* **WORK TO BE COMPLETED**
The lines below that include the word "Self" are to be reported.

* **INFORMATION**

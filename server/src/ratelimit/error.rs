//! Attempt store error types.

/// Errors raised by an [`AttemptStore`](crate::ratelimit::AttemptStore).
///
/// The limiter converts these into fail-open results at its boundary; only
/// the diagnostic `stats` path lets them escape.
#[derive(Debug, thiserror::Error)]
pub enum StoreError {
    /// Redis is unreachable or rejected the command.
    #[error("redis unavailable: {0}")]
    Redis(#[from] fred::error::Error),

    /// A stored value could not be decoded.
    #[error("corrupt record {key}: {reason}")]
    Corrupt { key: String, reason: String },

    /// The backing store is unavailable for another reason.
    #[error("store unavailable: {0}")]
    Unavailable(String),
}

impl StoreError {
    pub(crate) fn corrupt(key: impl Into<String>, reason: impl Into<String>) -> Self {
        Self::Corrupt {
            key: key.into(),
            reason: reason.into(),
        }
    }
}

* **RESPONSE BOX**
    pub(crate) fn corrupt(key: impl Into<String>, reason: impl Into<String>) -> Self {
        Self::Corrupt {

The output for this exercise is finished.